Stored data
------------------------------------------------------------

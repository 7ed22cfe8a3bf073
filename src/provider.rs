//! The provider surface.
//!
//! [`ProviderService`] is the set of operations a host drives: schema,
//! configuration, planning and the resource lifecycle. [`AwsProvider`]
//! implements it by dispatching on the resource type to a
//! [`ResourceHandler`].

use std::collections::BTreeMap;
use std::sync::Arc;

use serde_json::Value;
use tokio::sync::RwLock;
use tracing::{debug, error, info, instrument, warn};

use crate::api::{AppRunnerApi, DocDbApi};
use crate::config::ProviderConfig;
use crate::error::ProviderError;
use crate::resources::{self, Context, ResourceHandler};
use crate::schema::{Diagnostic, ProviderSchema};
use crate::types::{ImportedResource, PlanResult, ProviderMetadata};
use crate::validation;

/// Operations a provider exposes to its host.
///
/// # Example
///
/// ```ignore
/// use hemmer_provider_aws::{AwsProvider, ProviderService};
/// use serde_json::json;
///
/// let provider = AwsProvider::new(apprunner_client, docdb_client);
/// provider.configure(json!({"region": "us-west-2"})).await?;
///
/// let config = json!({"name": "conn", "subnets": ["subnet-1"], "security_groups": ["sg-1"]});
/// let plan = provider
///     .plan("aws_apprunner_vpc_connector", None, config.clone(), config)
///     .await?;
/// let state = provider
///     .create("aws_apprunner_vpc_connector", plan.planned_state)
///     .await?;
/// ```
#[async_trait::async_trait]
pub trait ProviderService: Send + Sync + 'static {
    // =========================================================================
    // Schema & Metadata
    // =========================================================================

    /// Return the provider's schema including all resources.
    fn schema(&self) -> ProviderSchema;

    /// Return provider metadata. By default, this is derived from the schema.
    fn metadata(&self) -> ProviderMetadata {
        ProviderMetadata {
            resources: self.schema().resources.keys().cloned().collect(),
        }
    }

    // =========================================================================
    // Provider Lifecycle
    // =========================================================================

    /// Validate the provider configuration before configuring.
    async fn validate_provider_config(&self, config: Value) -> Result<Vec<Diagnostic>, ProviderError> {
        let _ = config;
        Ok(vec![])
    }

    /// Configure the provider. Returns diagnostics (errors and warnings).
    async fn configure(&self, config: Value) -> Result<Vec<Diagnostic>, ProviderError>;

    /// Stop the provider gracefully.
    async fn stop(&self) -> Result<(), ProviderError> {
        Ok(())
    }

    // =========================================================================
    // Resource Operations
    // =========================================================================

    /// Validate a resource's configuration before planning.
    async fn validate_resource_config(
        &self,
        resource_type: &str,
        config: Value,
    ) -> Result<Vec<Diagnostic>, ProviderError> {
        let _ = (resource_type, config);
        Ok(vec![])
    }

    /// Plan changes for a resource.
    async fn plan(
        &self,
        resource_type: &str,
        prior_state: Option<Value>,
        proposed_state: Value,
        config: Value,
    ) -> Result<PlanResult, ProviderError>;

    /// Create a new resource.
    async fn create(&self, resource_type: &str, planned_state: Value) -> Result<Value, ProviderError>;

    /// Read the current state of a resource. `Value::Null` means it is gone.
    async fn read(&self, resource_type: &str, current_state: Value) -> Result<Value, ProviderError>;

    /// Update an existing resource.
    async fn update(
        &self,
        resource_type: &str,
        prior_state: Value,
        planned_state: Value,
    ) -> Result<Value, ProviderError>;

    /// Delete a resource.
    async fn delete(&self, resource_type: &str, current_state: Value) -> Result<(), ProviderError>;

    /// Import existing infrastructure into management.
    async fn import_resource(
        &self,
        resource_type: &str,
        _id: &str,
    ) -> Result<Vec<ImportedResource>, ProviderError> {
        Err(ProviderError::Unimplemented(format!(
            "Import not supported for resource type: {}",
            resource_type
        )))
    }
}

/// The AWS provider.
pub struct AwsProvider {
    apprunner: Arc<dyn AppRunnerApi>,
    docdb: Arc<dyn DocDbApi>,
    config: RwLock<ProviderConfig>,
    handlers: BTreeMap<&'static str, Arc<dyn ResourceHandler>>,
}

impl AwsProvider {
    /// Create a provider talking to the given clients, with default configuration.
    pub fn new(apprunner: Arc<dyn AppRunnerApi>, docdb: Arc<dyn DocDbApi>) -> Self {
        let handlers = resources::handlers()
            .into_iter()
            .map(|h| (h.type_name(), h))
            .collect();
        Self {
            apprunner,
            docdb,
            config: RwLock::new(ProviderConfig::default()),
            handlers,
        }
    }

    /// The configuration currently in effect.
    pub async fn config(&self) -> ProviderConfig {
        self.config.read().await.clone()
    }

    fn handler(&self, resource_type: &str) -> Result<&Arc<dyn ResourceHandler>, ProviderError> {
        self.handlers
            .get(resource_type)
            .ok_or_else(|| ProviderError::UnknownResource(resource_type.to_string()))
    }

    async fn context(&self) -> Context {
        Context {
            config: self.config.read().await.clone(),
            apprunner: Arc::clone(&self.apprunner),
            docdb: Arc::clone(&self.docdb),
        }
    }
}

#[async_trait::async_trait]
impl ProviderService for AwsProvider {
    fn schema(&self) -> ProviderSchema {
        self.handlers.values().fold(
            ProviderSchema::new().with_provider_config(ProviderConfig::schema()),
            |schema, handler| schema.with_resource(handler.type_name(), handler.schema()),
        )
    }

    #[instrument(skip(self, config), name = "provider.validate_provider_config")]
    async fn validate_provider_config(&self, config: Value) -> Result<Vec<Diagnostic>, ProviderError> {
        let mut diagnostics = validation::validate(&ProviderConfig::schema(), &config);
        if diagnostics.is_empty() {
            if let Err(e) = ProviderConfig::from_value(config) {
                diagnostics.push(Diagnostic::error(e.message()));
            }
        }
        if diagnostics.is_empty() {
            debug!("provider configuration is valid");
        } else {
            warn!(diagnostics = diagnostics.len(), "provider configuration has errors");
        }
        Ok(diagnostics)
    }

    #[instrument(skip(self, config), name = "provider.configure")]
    async fn configure(&self, config: Value) -> Result<Vec<Diagnostic>, ProviderError> {
        let diagnostics = self.validate_provider_config(config.clone()).await?;
        if diagnostics.iter().any(Diagnostic::is_error) {
            return Ok(diagnostics);
        }

        let config = ProviderConfig::from_value(config)?;
        info!(region = %config.region, "provider configured");
        *self.config.write().await = config;
        Ok(diagnostics)
    }

    #[instrument(skip(self), name = "provider.stop")]
    async fn stop(&self) -> Result<(), ProviderError> {
        info!("provider stopping");
        Ok(())
    }

    #[instrument(skip(self, config), name = "provider.validate_resource_config")]
    async fn validate_resource_config(
        &self,
        resource_type: &str,
        config: Value,
    ) -> Result<Vec<Diagnostic>, ProviderError> {
        let diagnostics = self.handler(resource_type)?.validate(&config);
        if diagnostics.is_empty() {
            debug!(resource_type = %resource_type, "resource configuration is valid");
        } else {
            warn!(
                resource_type = %resource_type,
                diagnostics = diagnostics.len(),
                "resource configuration has errors"
            );
        }
        Ok(diagnostics)
    }

    #[instrument(skip(self, prior_state, proposed_state, config), name = "provider.plan")]
    async fn plan(
        &self,
        resource_type: &str,
        prior_state: Option<Value>,
        proposed_state: Value,
        config: Value,
    ) -> Result<PlanResult, ProviderError> {
        let handler = self.handler(resource_type)?;

        let diagnostics: Vec<_> = handler
            .validate(&config)
            .into_iter()
            .filter(Diagnostic::is_error)
            .collect();
        if !diagnostics.is_empty() {
            error!(resource_type = %resource_type, diagnostics = diagnostics.len(), "Plan failed");
            return Err(ProviderError::Decode(diagnostics));
        }

        let result = handler.plan(prior_state.as_ref(), &proposed_state)?;
        info!(
            resource_type = %resource_type,
            changes = result.changes.len(),
            requires_replace = result.requires_replace,
            "Plan completed"
        );
        Ok(result)
    }

    #[instrument(skip(self, planned_state), name = "provider.create")]
    async fn create(&self, resource_type: &str, planned_state: Value) -> Result<Value, ProviderError> {
        info!(resource_type = %resource_type, "Create called");
        let ctx = self.context().await;
        match self.handler(resource_type)?.create(&ctx, &planned_state).await {
            Ok(state) => {
                info!(resource_type = %resource_type, "Create completed successfully");
                Ok(state)
            },
            Err(e) => {
                error!(resource_type = %resource_type, error = %e, "Create failed");
                Err(e)
            },
        }
    }

    #[instrument(skip(self, current_state), name = "provider.read")]
    async fn read(&self, resource_type: &str, current_state: Value) -> Result<Value, ProviderError> {
        debug!(resource_type = %resource_type, "Read called");
        let ctx = self.context().await;
        match self.handler(resource_type)?.read(&ctx, &current_state).await {
            Ok(state) => {
                debug!(
                    resource_type = %resource_type,
                    exists = state.is_some(),
                    "Read completed successfully"
                );
                Ok(state.unwrap_or(Value::Null))
            },
            Err(e) => {
                error!(resource_type = %resource_type, error = %e, "Read failed");
                Err(e)
            },
        }
    }

    #[instrument(skip(self, prior_state, planned_state), name = "provider.update")]
    async fn update(
        &self,
        resource_type: &str,
        prior_state: Value,
        planned_state: Value,
    ) -> Result<Value, ProviderError> {
        info!(resource_type = %resource_type, "Update called");
        let ctx = self.context().await;
        match self
            .handler(resource_type)?
            .update(&ctx, &prior_state, &planned_state)
            .await
        {
            Ok(state) => {
                info!(resource_type = %resource_type, "Update completed successfully");
                Ok(state)
            },
            Err(e) => {
                error!(resource_type = %resource_type, error = %e, "Update failed");
                Err(e)
            },
        }
    }

    #[instrument(skip(self, current_state), name = "provider.delete")]
    async fn delete(&self, resource_type: &str, current_state: Value) -> Result<(), ProviderError> {
        info!(resource_type = %resource_type, "Delete called");
        let ctx = self.context().await;
        match self.handler(resource_type)?.delete(&ctx, &current_state).await {
            Ok(()) => {
                info!(resource_type = %resource_type, "Delete completed successfully");
                Ok(())
            },
            Err(e) => {
                error!(resource_type = %resource_type, error = %e, "Delete failed");
                Err(e)
            },
        }
    }

    #[instrument(skip(self), name = "provider.import_resource")]
    async fn import_resource(
        &self,
        resource_type: &str,
        id: &str,
    ) -> Result<Vec<ImportedResource>, ProviderError> {
        info!(resource_type = %resource_type, id = %id, "ImportResource called");
        let ctx = self.context().await;
        match self.handler(resource_type)?.import(&ctx, id).await {
            Ok(state) => {
                info!(resource_type = %resource_type, id = %id, "ImportResource completed");
                Ok(vec![ImportedResource::new(resource_type, state)])
            },
            Err(e) => {
                error!(resource_type = %resource_type, id = %id, error = %e, "ImportResource failed");
                Err(e)
            },
        }
    }
}

#[cfg(test)]
mod tests {
    use super::*;
    use crate::testing::MemoryCloud;
    use serde_json::json;

    fn provider() -> AwsProvider {
        let cloud = Arc::new(MemoryCloud::new());
        AwsProvider::new(cloud.clone(), cloud)
    }

    #[test]
    fn test_schema_lists_every_resource() {
        let provider = provider();
        let schema = provider.schema();
        assert!(schema.resources.contains_key("aws_apprunner_vpc_connector"));
        assert!(schema.resources.contains_key("aws_docdb_cluster_parameter_group"));
        assert!(schema.resources.contains_key("aws_docdb_event_subscription"));
        assert!(schema.provider.attribute("region").is_some());
        assert_eq!(provider.metadata().resources.len(), 3);
    }

    #[tokio::test]
    async fn test_configure() {
        let provider = provider();
        let diagnostics = provider
            .configure(json!({"region": "eu-west-1", "timeouts": {"create": 30}}))
            .await
            .unwrap();
        assert!(diagnostics.is_empty());

        let config = provider.config().await;
        assert_eq!(config.region, "eu-west-1");
        assert_eq!(config.timeouts.create, 30);
        assert_eq!(config.timeouts.delete, 600);
    }

    #[tokio::test]
    async fn test_configure_rejects_unknown_keys() {
        let provider = provider();
        let diagnostics = provider
            .configure(json!({"region": "eu-west-1", "profile": "dev"}))
            .await
            .unwrap();
        assert_eq!(diagnostics.len(), 1);
        assert!(diagnostics[0].summary.contains("Unsupported argument 'profile'"));
        assert_ne!(provider.config().await.region, "");
    }

    #[tokio::test]
    async fn test_configure_rejects_bad_polling() {
        let provider = provider();
        let diagnostics = provider
            .validate_provider_config(json!({"polling": {"multiplier": 0.5}}))
            .await
            .unwrap();
        assert_eq!(diagnostics.len(), 1);
        assert!(diagnostics[0].summary.contains("multiplier"));
    }

    #[tokio::test]
    async fn test_unknown_resource_type() {
        let provider = provider();
        let err = provider
            .create("aws_s3_bucket", json!({}))
            .await
            .unwrap_err();
        assert!(matches!(err, ProviderError::UnknownResource(_)));
    }

    #[tokio::test]
    async fn test_plan_rejects_invalid_config() {
        let provider = provider();
        let config = json!({"name": "x", "subnets": ["s1"], "security_groups": ["g1"]});
        let err = provider
            .plan("aws_apprunner_vpc_connector", None, config.clone(), config)
            .await
            .unwrap_err();
        assert!(matches!(err, ProviderError::Decode(_)));
    }
}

------------------------------------------------------------

*Directions*. Go through the entries and copy every line that has "matches".

*Completed task*.
        assert!(matches!(err, ProviderError::UnknownResource(_)));
        assert!(matches!(err, ProviderError::Decode(_)));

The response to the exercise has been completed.